"""

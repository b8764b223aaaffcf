use std::panic::{AssertUnwindSafe, catch_unwind};
use std::sync::Arc;

use anyhow::Result;

use crate::error::{ErrorKind, VmError, err, type_err};
use crate::rt::with_runtime;
use crate::val::{Builtin, FunctionValue, PartialValue, TaskValue, Val};
use crate::vm::VmContext;

use super::frame::{Frame, Locals, STOP};
use super::{VirtualMachine, panic_message};

impl VirtualMachine {
    /// Call from the dispatch loop. Compiled functions get a new frame and
    /// run in the same loop; everything else completes immediately.
    pub(super) fn call_value(&mut self, callee: Val, args: Vec<Val>) -> Result<()> {
        match callee {
            Val::Function(f) => {
                let ret = self.frame()?.ip;
                self.push_frame(f, args, ret)
            }
            Val::Partial(p) => {
                let args = self.bind(&p, args)?;
                self.call_value(p.callee.clone(), args)
            }
            other => {
                let value = self.call_native_value(&other, args)?;
                self.push(value)
            }
        }
    }

    /// Call and wait for the result, running a nested dispatch loop for
    /// compiled functions. Used by natives, deferred calls, tasks and hosts.
    pub(crate) fn call_reentrant(&mut self, callee: &Val, args: Vec<Val>) -> Result<Val> {
        match callee {
            Val::Function(f) => {
                self.push_frame(f.clone(), args, STOP)?;
                self.run_frame()
            }
            Val::Partial(p) => {
                let args = self.bind(p, args)?;
                self.call_reentrant(&p.callee, args)
            }
            other => self.call_native_value(other, args),
        }
    }

    fn call_native_value(&mut self, callee: &Val, args: Vec<Val>) -> Result<Val> {
        match callee {
            Val::Builtin(b) => self.call_native(b, &args),
            Val::BoundMethod(m) => {
                let mut full = Vec::with_capacity(args.len() + 1);
                full.push(m.receiver.clone());
                full.extend(args);
                self.call_native(&m.method, &full)
            }
            other => Err(type_err(format!("{} object is not callable", other.type_name()))),
        }
    }

    /// An error value returned by a native fails the call.
    fn call_native(&mut self, builtin: &Builtin, args: &[Val]) -> Result<Val> {
        match (builtin.func)(args, &mut VmContext::new(self))? {
            Val::Error(e) => Err(anyhow::Error::new(VmError::new(e.kind, e.message.clone()))),
            value => Ok(value),
        }
    }

    /// Bound arguments go in front of the new ones.
    fn bind(&self, partial: &PartialValue, args: Vec<Val>) -> Result<Vec<Val>> {
        let total = partial.args.len() + args.len();
        let max = self.shared.limits.max_args;
        if total > max {
            return Err(err(
                ErrorKind::Resource,
                format!("too many arguments ({total}, limit {max})"),
            ));
        }
        let mut combined = Vec::with_capacity(total);
        combined.extend(partial.args.iter().cloned());
        combined.extend(args);
        Ok(combined)
    }

    /// Locals are filled with the arguments, then defaults for omitted
    /// trailing parameters, then the function itself when it is named.
    pub(super) fn push_frame(&mut self, function: Arc<FunctionValue>, args: Vec<Val>, ret: usize) -> Result<()> {
        let max_frames = self.shared.limits.max_frames;
        if self.frames.len() >= max_frames {
            return Err(err(
                ErrorKind::Resource,
                format!("maximum call depth exceeded (limit {max_frames})"),
            ));
        }
        let template = &function.template;
        let given = args.len();
        let total = template.params.len();
        let required = template.required_args();
        if given < required || given > total {
            let expected = if required == total {
                format!("{total}")
            } else {
                format!("{required} to {total}")
            };
            return Err(err(
                ErrorKind::Args,
                format!(
                    "function \"{}\" takes {expected} arguments ({given} given)",
                    template.display_name()
                ),
            ));
        }

        let code = template.code.clone();
        let slots = code.locals_count.max(total + usize::from(code.is_named));
        let mut frame = Frame::new(code, function.globals.clone(), Locals::new(slots), ret, self.stack.len());
        for (i, arg) in args.into_iter().enumerate() {
            frame.set_local(i, arg)?;
        }
        for i in given..total {
            if let Some(Some(default)) = template.defaults.get(i) {
                frame.set_local(i, Val::from_constant(default, &function.globals))?;
            }
        }
        if frame.code.is_named {
            frame.set_local(total, Val::Function(function.clone()))?;
        }
        if self.frames.len() == self.frames.capacity() {
            tracing::trace!(depth = self.frames.len(), "frame stack grown");
        }
        self.frames.push(frame.with_function(function));
        Ok(())
    }

    /// Run `callee(args...)` on the blocking pool with a fork of this VM.
    pub(crate) fn spawn_task(&mut self, callee: Val, args: Vec<Val>) -> Result<Arc<TaskValue>> {
        if !self.shared.concurrency {
            return Err(err(ErrorKind::Eval, "cannot start a task: concurrency is disabled"));
        }
        if !callee.is_callable() {
            return Err(type_err(format!("{} object is not callable", callee.type_name())));
        }
        let task = TaskValue::new();
        let handle = task.clone();
        let mut child = self.fork();
        with_runtime(|rt| {
            rt.spawn_blocking(move || {
                let outcome = catch_unwind(AssertUnwindSafe(|| child.call_reentrant(&callee, args)));
                let result = match outcome {
                    Ok(Ok(value)) => Ok(value),
                    Ok(Err(e)) => {
                        tracing::debug!(task = handle.id(), error = %e, "task failed");
                        Err(VmError::from_anyhow(&e))
                    }
                    Err(payload) => Err(VmError::new(ErrorKind::Panic, panic_message(payload.as_ref()))),
                };
                handle.complete(result);
                tracing::trace!(task = handle.id(), "task finished");
            });
            Ok(())
        })?;
        tracing::debug!(task = task.id(), "task spawned");
        Ok(task)
    }
}
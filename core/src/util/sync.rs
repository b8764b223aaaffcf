use std::sync::{Mutex, MutexGuard, RwLock, RwLockReadGuard, RwLockWriteGuard};

// Critical sections are single assignments or container calls, so a poisoned
// lock still guards a consistent value.

#[inline]
pub(crate) fn lock<T>(m: &Mutex<T>) -> MutexGuard<'_, T> {
    m.lock().unwrap_or_else(|e| e.into_inner())
}

#[inline]
pub(crate) fn read<T>(l: &RwLock<T>) -> RwLockReadGuard<'_, T> {
    l.read().unwrap_or_else(|e| e.into_inner())
}

#[inline]
pub(crate) fn write<T>(l: &RwLock<T>) -> RwLockWriteGuard<'_, T> {
    l.write().unwrap_or_else(|e| e.into_inner())
}
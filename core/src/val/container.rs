use std::sync::Arc;

use anyhow::Result;

use crate::error::{eval_err, type_err};

use super::{ChannelIter, IntIter, IteratorValue, ListIter, MapIter, MemberIter, StrIter, Val};

/// Indexing, slicing, length, membership and iteration, as consumed by
/// `BinarySubscr`, `StoreSubscr`, `Slice`, `Length`, `ContainsOp` and `GetIter`.
pub trait Container {
    fn get_item(&self, index: &Val) -> Result<Val>;
    fn set_item(&self, index: &Val, value: Val) -> Result<()>;
    fn get_slice(&self, low: &Val, high: &Val) -> Result<Val>;
    fn length(&self) -> Result<i64>;
    fn contains(&self, value: &Val) -> Result<bool>;
    fn iter(&self) -> Result<Arc<IteratorValue>>;
}

/// Resolve a possibly negative index against `len`.
fn normalize_index(index: &Val, len: usize) -> Result<usize> {
    let i = match index {
        Val::Int(i) => *i,
        other => return Err(type_err(format!("index must be an int (got {})", other.type_name()))),
    };
    let resolved = if i < 0 { i + len as i64 } else { i };
    if resolved < 0 || resolved >= len as i64 {
        return Err(eval_err(format!("index out of range: {i}")));
    }
    Ok(resolved as usize)
}

fn slice_bound(bound: &Val, len: usize, default: usize) -> Result<usize> {
    let i = match bound {
        Val::Nil => return Ok(default),
        Val::Int(i) => *i,
        other => {
            return Err(type_err(format!(
                "slice index must be an int (got {})",
                other.type_name()
            )));
        }
    };
    let resolved = if i < 0 { i + len as i64 } else { i };
    if resolved < 0 || resolved > len as i64 {
        return Err(eval_err(format!("slice bounds out of range: {i}")));
    }
    Ok(resolved as usize)
}

fn slice_range(low: &Val, high: &Val, len: usize) -> Result<(usize, usize)> {
    let lo = slice_bound(low, len, 0)?;
    let hi = slice_bound(high, len, len)?;
    if lo > hi {
        return Err(eval_err(format!("invalid slice indices: {lo} > {hi}")));
    }
    Ok((lo, hi))
}

fn map_key(index: &Val) -> Result<&Arc<str>> {
    match index {
        Val::Str(s) => Ok(s),
        other => Err(type_err(format!("map key must be a string (got {})", other.type_name()))),
    }
}

fn not_container<T>(val: &Val, what: &str) -> Result<T> {
    Err(type_err(format!("{} object is not {what}", val.type_name())))
}

impl Container for Val {
    fn get_item(&self, index: &Val) -> Result<Val> {
        match self {
            Val::List(l) => {
                let idx = normalize_index(index, l.len())?;
                l.get(idx).ok_or_else(|| eval_err(format!("index out of range: {idx}")))
            }
            Val::Map(m) => {
                let key = map_key(index)?;
                m.get(key)
                    .ok_or_else(|| eval_err(format!("key error: {:?}", key.as_ref())))
            }
            Val::Str(s) => {
                let chars: Vec<char> = s.chars().collect();
                let idx = normalize_index(index, chars.len())?;
                Ok(Val::from(chars[idx].to_string()))
            }
            Val::Module(m) => match index {
                Val::Str(name) => m.attr(name),
                other => Err(type_err(format!("module key must be a string (got {})", other.type_name()))),
            },
            other => not_container(other, "subscriptable"),
        }
    }

    fn set_item(&self, index: &Val, value: Val) -> Result<()> {
        match self {
            Val::List(l) => {
                let idx = normalize_index(index, l.len())?;
                if l.set(idx, value) {
                    Ok(())
                } else {
                    Err(eval_err(format!("index out of range: {idx}")))
                }
            }
            Val::Map(m) => {
                m.insert(map_key(index)?.clone(), value);
                Ok(())
            }
            other => not_container(other, "item-assignable"),
        }
    }

    fn get_slice(&self, low: &Val, high: &Val) -> Result<Val> {
        match self {
            Val::List(l) => {
                let items = l.snapshot();
                let (lo, hi) = slice_range(low, high, items.len())?;
                Ok(Val::list(items[lo..hi].to_vec()))
            }
            Val::Str(s) => {
                let chars: Vec<char> = s.chars().collect();
                let (lo, hi) = slice_range(low, high, chars.len())?;
                Ok(Val::from(chars[lo..hi].iter().collect::<String>()))
            }
            other => not_container(other, "sliceable"),
        }
    }

    fn length(&self) -> Result<i64> {
        let n = match self {
            Val::List(l) => l.len(),
            Val::Map(m) => m.len(),
            Val::Set(s) => s.len(),
            Val::Str(s) => s.chars().count(),
            Val::Channel(c) => c.len(),
            Val::Module(m) => m.len(),
            other => return Err(type_err(format!("object of type {} has no len()", other.type_name()))),
        };
        Ok(n as i64)
    }

    fn contains(&self, value: &Val) -> Result<bool> {
        match self {
            Val::List(l) => Ok(l.snapshot().iter().any(|v| v == value)),
            Val::Map(m) => Ok(matches!(value, Val::Str(k) if m.contains_key(k))),
            Val::Set(s) => Ok(s.contains(value)),
            Val::Str(s) => match value {
                Val::Str(sub) => Ok(s.contains(sub.as_ref())),
                other => Err(type_err(format!(
                    "'in <string>' requires string as left operand, not {}",
                    other.type_name()
                ))),
            },
            other => not_container(other, "a container"),
        }
    }

    fn iter(&self) -> Result<Arc<IteratorValue>> {
        let it = match self {
            Val::Iterator(it) => return Ok(it.clone()),
            Val::List(l) => IteratorValue::new(ListIter::new(l.clone())),
            Val::Map(m) => IteratorValue::new(MapIter::new(m.clone())),
            Val::Set(s) => IteratorValue::new(MemberIter::new(s.members())),
            Val::Str(s) => IteratorValue::new(StrIter::new(s)),
            Val::Int(n) => IteratorValue::new(IntIter::new(*n)),
            Val::Channel(c) => IteratorValue::new(ChannelIter::new(c.clone())),
            other => return not_container(other, "iterable"),
        };
        Ok(it)
    }
}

"""

[WHAT YOU SHOULD DO]
Every line in the records that holds the word "depth" should be copied into the answer.

[TASK RESPONSE]
                format!("maximum call depth exceeded (limit {max_frames})"),
            tracing::trace!(depth = self.frames.len(), "frame stack grown");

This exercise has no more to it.